Exercise: How many lines of the entries below include the word "description"? Answer with the number alone.

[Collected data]

#[cfg(test)]
mod tests {
    use super::*;
    use crate::prompt::{ScriptedAnswer, ScriptedPrompt};

    fn default_config() -> FormatConfig {
        FormatConfig {
            format_type: FORMAT_NAME.to_string(),
            jira_project_keys: vec!["PROJ".to_string(), "TEST".to_string(), "DEV".to_string()],
            ..FormatConfig::default()
        }
    }

    #[test]
    fn valid_simple_message() {
        let format = JiraFormat::new(&default_config()).unwrap();
        let result = format.validate("PROJ-123: Add support for Jira format");

        assert!(result.valid);
        assert!(result.errors.is_empty());
        assert_eq!(result.issue_id.as_deref(), Some("PROJ-123"));
        assert_eq!(result.message.as_deref(), Some("Add support for Jira format"));
        assert_eq!(result.body, None);
    }

    #[test]
    fn valid_message_with_body() {
        let format = JiraFormat::new(&default_config()).unwrap();
        let result = format
            .validate("TEST-456: Add Jira format support\n\nThis adds validation for messages.");

        assert!(result.valid);
        assert_eq!(result.issue_id.as_deref(), Some("TEST-456"));
        assert_eq!(result.message.as_deref(), Some("Add Jira format support"));
        assert_eq!(
            result.body.as_deref(),
            Some("This adds validation for messages.")
        );
    }

    #[test]
    fn unlisted_project_key_gets_specific_error() {
        let format = JiraFormat::new(&default_config()).unwrap();
        let result = format.validate("INVALID-123: This uses an unrecognized project key");

        assert!(!result.valid);
        assert!(result
            .errors
            .iter()
            .any(|e| e.contains("Commit message must start with a Jira issue ID")
                && e.contains("allowed projects: PROJ, TEST, DEV")));
        // The ID itself was still parsed.
        assert_eq!(result.issue_id.as_deref(), Some("INVALID-123"));
    }

    #[test]
    fn missing_issue_id_fails_when_required() {
        let format = JiraFormat::new(&default_config()).unwrap();
        let result = format.validate("Add Jira support without issue ID");

        assert!(!result.valid);
        assert_eq!(
            result.errors,
            ["Commit message must start with a Jira issue ID (e.g., PROJECT-123: message)"]
        );
        assert_eq!(result.issue_id, None);
    }

    #[test]
    fn missing_issue_id_skips_length_check() {
        let format = JiraFormat::new(&FormatConfig {
            max_message_length: Some(10),
            ..default_config()
        })
        .unwrap();

        // Longer than 10 characters, but the structural error stands alone.
        let result = format.validate("a message well past the limit without an issue ID");
        assert!(!result.valid);
        assert_eq!(result.errors.len(), 1);
    }

    #[test]
    fn optional_issue_id_allows_plain_messages() {
        let format = JiraFormat::new(&FormatConfig {
            require_issue_id: false,
            jira_project_keys: vec!["PROJ".to_string()],
            ..FormatConfig::default()
        })
        .unwrap();

        let with_id = format.validate("PROJ-123: Add Jira support");
        assert!(with_id.valid);
        assert_eq!(with_id.issue_id.as_deref(), Some("PROJ-123"));

        let without_id = format.validate("Add Jira support without issue ID");
        assert!(without_id.valid);
        assert_eq!(without_id.issue_id, None);
        assert_eq!(
            without_id.message.as_deref(),
            Some("Add Jira support without issue ID")
        );
    }

    #[test]
    fn message_length_is_checked_without_the_issue_id() {
        let format = JiraFormat::new(&default_config()).unwrap();

        // Exactly 72 characters of message: fine.
        let result = format.validate(&format!("PROJ-123: {}", "A".repeat(72)));
        assert!(result.valid);

        let result = format.validate(&format!("PROJ-123: {}", "A".repeat(73)));
        assert!(!result.valid);
        assert!(result
            .errors
            .iter()
            .any(|e| e.contains("too long") && e.contains("73") && e.contains("72")));
    }

    #[test]
    fn custom_message_length() {
        let format = JiraFormat::new(&FormatConfig {
            max_message_length: Some(20),
            jira_project_keys: vec!["PROJ".to_string()],
            ..FormatConfig::default()
        })
        .unwrap();

        let result = format.validate("PROJ-123: This message is now too long");
        assert!(!result.valid);
        assert!(result.errors.iter().any(|e| e.contains("too long")));
    }

    #[test]
    fn empty_project_keys_accept_any_key() {
        let format = JiraFormat::new(&FormatConfig {
            jira_project_keys: Vec::new(),
            ..FormatConfig::default()
        })
        .unwrap();

        let result = format.validate("ANYTHING-123: This should be valid");
        assert!(result.valid);
        assert_eq!(result.issue_id.as_deref(), Some("ANYTHING-123"));
    }

    #[test]
    fn separator_requires_colon_then_space() {
        let format = JiraFormat::new(&default_config()).unwrap();

        assert!(!format.validate("PROJ-123 Missing colon separator").valid);
        assert!(!format.validate("PROJ-123:Missing space").valid);

        let result = format.validate("PROJ-123:    Extra spaces are fine");
        assert!(result.valid);
        assert_eq!(result.message.as_deref(), Some("Extra spaces are fine"));
    }

    #[test]
    fn malformed_issue_ids_are_rejected() {
        let format = JiraFormat::new(&default_config()).unwrap();

        assert!(!format.validate("PROJ123: Missing hyphen").valid);
        assert!(!format.validate("PROJ-: No issue number").valid);
        assert!(!format.validate("PROJ-ABC: Non-numeric issue").valid);
        // Project keys are case-sensitive.
        assert!(!format.validate("proj-123: Lowercase project key").valid);
    }

    #[test]
    fn long_issue_numbers_are_fine() {
        let format = JiraFormat::new(&default_config()).unwrap();
        assert!(format.validate("PROJ-123456789: Very long issue number").valid);
    }

    #[test]
    fn complex_multi_paragraph_body() {
        let format = JiraFormat::new(&FormatConfig {
            max_message_length: Some(200),
            ..default_config()
        })
        .unwrap();

        let message = "TEST-789: Add complex feature\n\nThis is a detailed description\nwith multiple lines\n\n- Including lists\n- And formatting\n\nAnd more paragraphs";
        let result = format.validate(message);

        assert!(result.valid);
        assert_eq!(result.issue_id.as_deref(), Some("TEST-789"));
        assert_eq!(result.message.as_deref(), Some("Add complex feature"));
        let body = result.body.unwrap();
        assert!(body.contains("detailed description"));
        assert!(body.contains("Including lists"));
        assert!(body.contains("And formatting"));
    }

    #[test]
    fn prompt_with_issue_id_and_message() {
        let cfg = default_config();
        let format = JiraFormat::new(&cfg).unwrap();
        let mut io = ScriptedPrompt::new(vec![
            ScriptedAnswer::choice("PROJ"),
            ScriptedAnswer::text("123"),
            ScriptedAnswer::text("Add Jira support"),
            ScriptedAnswer::Confirm(false), // no body
        ]);

        let message = format.prompt_for_message(&cfg, &mut io).unwrap();
        assert_eq!(message, "PROJ-123: Add Jira support");
        assert!(io.is_exhausted());
    }

    #[test]
    fn prompt_free_text_key_when_none_configured() {
        let cfg = FormatConfig {
            jira_project_keys: Vec::new(),
            ..FormatConfig::default()
        };
        let format = JiraFormat::new(&cfg).unwrap();
        let mut io = ScriptedPrompt::new(vec![
            ScriptedAnswer::text("CORE"),
            ScriptedAnswer::text("77"),
            ScriptedAnswer::text("Fix the widget"),
            ScriptedAnswer::Confirm(false),
        ]);

        let message = format.prompt_for_message(&cfg, &mut io).unwrap();
        assert_eq!(message, "CORE-77: Fix the widget");
    }

    #[test]
    fn prompt_optional_id_can_be_declined() {
        let cfg = FormatConfig {
            require_issue_id: false,
            ..default_config()
        };
        let format = JiraFormat::new(&cfg).unwrap();
        let mut io = ScriptedPrompt::new(vec![
            ScriptedAnswer::Confirm(false), // no issue ID
            ScriptedAnswer::text("Tidy up imports"),
            ScriptedAnswer::Confirm(false),
        ]);

        let message = format.prompt_for_message(&cfg, &mut io).unwrap();
        assert_eq!(message, "Tidy up imports");
    }

    #[test]
    fn prompt_with_body_appends_paragraph() {
        let cfg = default_config();
        let format = JiraFormat::new(&cfg).unwrap();
        let mut io = ScriptedPrompt::new(vec![
            ScriptedAnswer::choice("TEST"),
            ScriptedAnswer::text("9"),
            ScriptedAnswer::text("Add feature"),
            ScriptedAnswer::Confirm(true),
            ScriptedAnswer::multiline("Detailed explanation\nover two lines"),
        ]);

        let message = format.prompt_for_message(&cfg, &mut io).unwrap();
        assert_eq!(
            message,
            "TEST-9: Add feature\n\nDetailed explanation\nover two lines"
        );
    }

    #[test]
    fn prompted_message_validates_under_same_config() {
        let cfg = default_config();
        let format = JiraFormat::new(&cfg).unwrap();
        let mut io = ScriptedPrompt::new(vec![
            ScriptedAnswer::choice("DEV"),
            ScriptedAnswer::text("404"),
            ScriptedAnswer::text("fix login bug"),
            ScriptedAnswer::Confirm(false),
        ]);

        let message = format.prompt_for_message(&cfg, &mut io).unwrap();
        let result = format.validate(&message);
        assert!(result.valid, "errors: {:?}", result.errors);
        assert_eq!(result.issue_id.as_deref(), Some("DEV-404"));
        assert_eq!(result.message.as_deref(), Some("fix login bug"));
    }
}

Result for this exercise: 2